◆ Problem details
Your answer should be the full set of entries, given again without alteration.

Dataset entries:
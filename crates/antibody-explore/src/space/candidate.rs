//! Candidate construction, mutation and comparison.
//!
//! All randomness comes from the caller's RNG so runs are reproducible.
//! Constraint retries are bounded: mutation gives up after a fixed number
//! of forbidden offspring and falls back to a fresh random candidate.

use rand::Rng;

use super::constraint::ForbiddenSet;
use super::TestCase;

/// Errors while producing a valid candidate.
#[derive(Debug, Clone, PartialEq, Eq, thiserror::Error)]
pub enum CandidateError {
    #[error("mutation deadlock: {attempts} mutations and {fallback_draws} fresh draws were all forbidden")]
    MutationDeadlock { attempts: u32, fallback_draws: u32 },
}

/// Retry caps for constraint-driven redraws.
#[derive(Debug, Clone, Copy, PartialEq, Eq)]
pub struct RetryLimits {
    /// Mutation attempts from the same parent.
    pub mutation: u32,
    /// Fresh random draws once mutation gives up.
    pub fallback: u32,
}

/// How a valid offspring was obtained.
#[derive(Debug, Clone, PartialEq, Eq)]
pub enum Mutation {
    /// A mutated copy of the parent.
    Mutated(TestCase),
    /// The parent's neighbourhood kept hitting forbidden rules; this is a
    /// fresh random candidate instead.
    Resampled(TestCase),
}

impl Mutation {
    pub fn into_case(self) -> TestCase {
        match self {
            Mutation::Mutated(case) | Mutation::Resampled(case) => case,
        }
    }

    pub fn is_resampled(&self) -> bool {
        matches!(self, Mutation::Resampled(_))
    }
}

/// One uniform draw per position, independent across positions.
pub fn random_candidate<R: Rng + ?Sized>(domain_sizes: &[usize], rng: &mut R) -> TestCase {
    TestCase::new(
        domain_sizes
            .iter()
            .map(|&size| rng.gen_range(0..size))
            .collect(),
    )
}

/// Draw random candidates until one passes the rule set, at most `max_draws` times.
pub fn random_valid_candidate<R: Rng + ?Sized>(
    domain_sizes: &[usize],
    forbidden: &ForbiddenSet,
    max_draws: u32,
    rng: &mut R,
) -> Option<TestCase> {
    (0..max_draws)
        .map(|_| random_candidate(domain_sizes, rng))
        .find(|case| !forbidden.violates(case))
}

/// Per-position mutation probability for a parent of the given affinity.
///
/// Valuable parents are perturbed less: `1 / (1 + affinity)`, clamped to
/// `[floor, 1]`.
pub fn mutation_probability(affinity: usize, floor: f64) -> f64 {
    (1.0 / (1.0 + affinity as f64)).clamp(floor.clamp(0.0, 1.0), 1.0)
}

/// Mutate `parent`: each position is independently redrawn with
/// probability `mutation_prob` (the redraw may land on the same value).
///
/// Forbidden offspring are discarded and mutation restarts from the
/// original parent, up to `limits.mutation` times. After that a fresh random
/// valid candidate is drawn instead.
pub fn mutate<R: Rng + ?Sized>(
    parent: &TestCase,
    domain_sizes: &[usize],
    mutation_prob: f64,
    forbidden: &ForbiddenSet,
    limits: RetryLimits,
    rng: &mut R,
) -> Result<Mutation, CandidateError> {
    for _ in 0..limits.mutation {
        let mut child = parent.clone();
        for (value, &size) in child.values.iter_mut().zip(domain_sizes) {
            if rng.gen::<f64>() < mutation_prob {
                *value = rng.gen_range(0..size);
            }
        }
        if !forbidden.violates(&child) {
            return Ok(Mutation::Mutated(child));
        }
    }

    random_valid_candidate(domain_sizes, forbidden, limits.fallback, rng)
        .map(Mutation::Resampled)
        .ok_or(CandidateError::MutationDeadlock {
            attempts: limits.mutation,
            fallback_draws: limits.fallback,
        })
}

/// Whether `case` lies closer than `threshold` (Hamming) to any of `others`.
///
/// With threshold 1 only identical cases count as duplicates.
pub fn is_near_duplicate(case: &TestCase, others: &[TestCase], threshold: usize) -> bool {
    others.iter().any(|other| case.hamming(other) < threshold)
}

◆ Task solution
filename crates/antibody-explore/src/space/candidate.rs
//! Candidate construction, mutation and comparison.
//!
//! All randomness comes from the caller's RNG so runs are reproducible.
//! Constraint retries are bounded: mutation gives up after a fixed number
//! of forbidden offspring and falls back to a fresh random candidate.

use rand::Rng;

use super::constraint::ForbiddenSet;
use super::TestCase;

/// Errors while producing a valid candidate.
#[derive(Debug, Clone, PartialEq, Eq, thiserror::Error)]
pub enum CandidateError {
    #[error("mutation deadlock: {attempts} mutations and {fallback_draws} fresh draws were all forbidden")]
    MutationDeadlock { attempts: u32, fallback_draws: u32 },
}

/// Retry caps for constraint-driven redraws.
#[derive(Debug, Clone, Copy, PartialEq, Eq)]
pub struct RetryLimits {
    /// Mutation attempts from the same parent.
    pub mutation: u32,
    /// Fresh random draws once mutation gives up.
    pub fallback: u32,
}

/// How a valid offspring was obtained.
#[derive(Debug, Clone, PartialEq, Eq)]
pub enum Mutation {
    /// A mutated copy of the parent.
    Mutated(TestCase),
    /// The parent's neighbourhood kept hitting forbidden rules; this is a
    /// fresh random candidate instead.
    Resampled(TestCase),
}

impl Mutation {
    pub fn into_case(self) -> TestCase {
        match self {
            Mutation::Mutated(case) | Mutation::Resampled(case) => case,
        }
    }

    pub fn is_resampled(&self) -> bool {
        matches!(self, Mutation::Resampled(_))
    }
}

/// One uniform draw per position, independent across positions.
pub fn random_candidate<R: Rng + ?Sized>(domain_sizes: &[usize], rng: &mut R) -> TestCase {
    TestCase::new(
        domain_sizes
            .iter()
            .map(|&size| rng.gen_range(0..size))
            .collect(),
    )
}

/// Draw random candidates until one passes the rule set, at most `max_draws` times.
pub fn random_valid_candidate<R: Rng + ?Sized>(
    domain_sizes: &[usize],
    forbidden: &ForbiddenSet,
    max_draws: u32,
    rng: &mut R,
) -> Option<TestCase> {
    (0..max_draws)
        .map(|_| random_candidate(domain_sizes, rng))
        .find(|case| !forbidden.violates(case))
}

/// Per-position mutation probability for a parent of the given affinity.
///
/// Valuable parents are perturbed less: `1 / (1 + affinity)`, clamped to
/// `[floor, 1]`.
pub fn mutation_probability(affinity: usize, floor: f64) -> f64 {
    (1.0 / (1.0 + affinity as f64)).clamp(floor.clamp(0.0, 1.0), 1.0)
}

/// Mutate `parent`: each position is independently redrawn with
/// probability `mutation_prob` (the redraw may land on the same value).
///
/// Forbidden offspring are discarded and mutation restarts from the
/// original parent, up to `limits.mutation` times. After that a fresh random
/// valid candidate is drawn instead.
pub fn mutate<R: Rng + ?Sized>(
    parent: &TestCase,
    domain_sizes: &[usize],
    mutation_prob: f64,
    forbidden: &ForbiddenSet,
    limits: RetryLimits,
    rng: &mut R,
) -> Result<Mutation, CandidateError> {
    for _ in 0..limits.mutation {
        let mut child = parent.clone();
        for (value, &size) in child.values.iter_mut().zip(domain_sizes) {
            if rng.gen::<f64>() < mutation_prob {
                *value = rng.gen_range(0..size);
            }
        }
        if !forbidden.violates(&child) {
            return Ok(Mutation::Mutated(child));
        }
    }

    random_valid_candidate(domain_sizes, forbidden, limits.fallback, rng)
        .map(Mutation::Resampled)
        .ok_or(CandidateError::MutationDeadlock {
            attempts: limits.mutation,
            fallback_draws: limits.fallback,
        })
}

/// Whether `case` lies closer than `threshold` (Hamming) to any of `others`.
///
/// With threshold 1 only identical cases count as duplicates.
pub fn is_near_duplicate(case: &TestCase, others: &[TestCase], threshold: usize) -> bool {
    others.iter().any(|other| case.hamming(other) < threshold)
}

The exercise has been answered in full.